I am assuming you are referring to the kind made with tomate and chile de árbol that has a thicker consistency than most sauces (because nothing is strained out). Maybe the one you tried was made with a molcajete, which is how it is traditionally done, and gives it a very different texture and therefore flavor? I have a recipe that my aunt makes, if you are interested, although it still could be way different because maybe you had a sauce that was specific to that region only.


----------



## Steven Hai (Jun 29, 2019)

The sauce isn't thick at all it is actually quite watery. It has a smokey flavor also its dark in color compare to most salsa where its quite red.
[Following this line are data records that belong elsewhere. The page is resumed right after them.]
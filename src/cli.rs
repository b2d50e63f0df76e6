//! CLI definitions: clap types plus the mapping onto run options.

use crate::settings::{Options, DEFAULT_DEFINITIONS_FILE};
use clap::Parser;
use std::path::PathBuf;

/// Paramdist CLI - merge dist parameter templates into parameter files
#[derive(Parser)]
#[command(name = "paramdist")]
#[command(about = "Build-time parameter file merging with per-parameter schema validation")]
pub struct Cli {
    /// Definitions file declaring the expected parameters
    #[arg(long, default_value = DEFAULT_DEFINITIONS_FILE)]
    pub definitions_file: PathBuf,

    /// Parameters file to create or update (overrides the definitions file)
    #[arg(long)]
    pub parameters_file: Option<PathBuf>,

    /// Dist template file (overrides the definitions file; defaults to the
    /// parameters file plus ".dist")
    #[arg(long)]
    pub parameters_dist_file: Option<PathBuf>,

    /// Top-level key holding the parameter mapping
    #[arg(long)]
    pub parameter_key: Option<String>,

    /// Fail on dist parameters without a definition instead of treating
    /// them as plain strings
    #[arg(long)]
    pub strict_unknown: bool,

    /// Never prompt, even on a terminal
    #[arg(long)]
    pub no_interaction: bool,

    /// Enable verbose logging (default: off)
    #[arg(long, default_value = "false")]
    pub verbose: bool,

    /// Log level (trace, debug, info, warn, error, off)
    #[arg(long)]
    pub log_level: Option<String>,

    /// Log format (json, text)
    #[arg(long)]
    pub log_format: Option<String>,
}

impl Cli {
    /// Translate the parsed flags into run options. Flags left at their
    /// defaults stay unset so the definitions document decides.
    pub fn to_options(&self) -> Options {
        Options {
            definitions_file: self.definitions_file.clone(),
            parameters_file: self.parameters_file.clone(),
            parameters_dist_file: self.parameters_dist_file.clone(),
            parameter_key: self.parameter_key.clone(),
            ignore_unknown_parameters: if self.strict_unknown { Some(false) } else { None },
            parameters: Default::default(),
        }
    }
}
The restaurant is located in los Angeles.


----------



## vanessad (Jun 27, 2019)

If it was from a restaurant located in the US, it's hard to say then, there could be so many variations of it due to American influence. But I think I know what you are talking about. Is it called "The Original Carnitas Michoacan?" 
Also dark color and smokey flavor usually means the ingredients (the chiles and jitomates) were roasted on a hot comal (like a griddle) before it was all blended together. 
Check out this recipe, is it similar to what you are looking for?
https://www.mexicoinmykitchen.com/salsa-taquera/


----------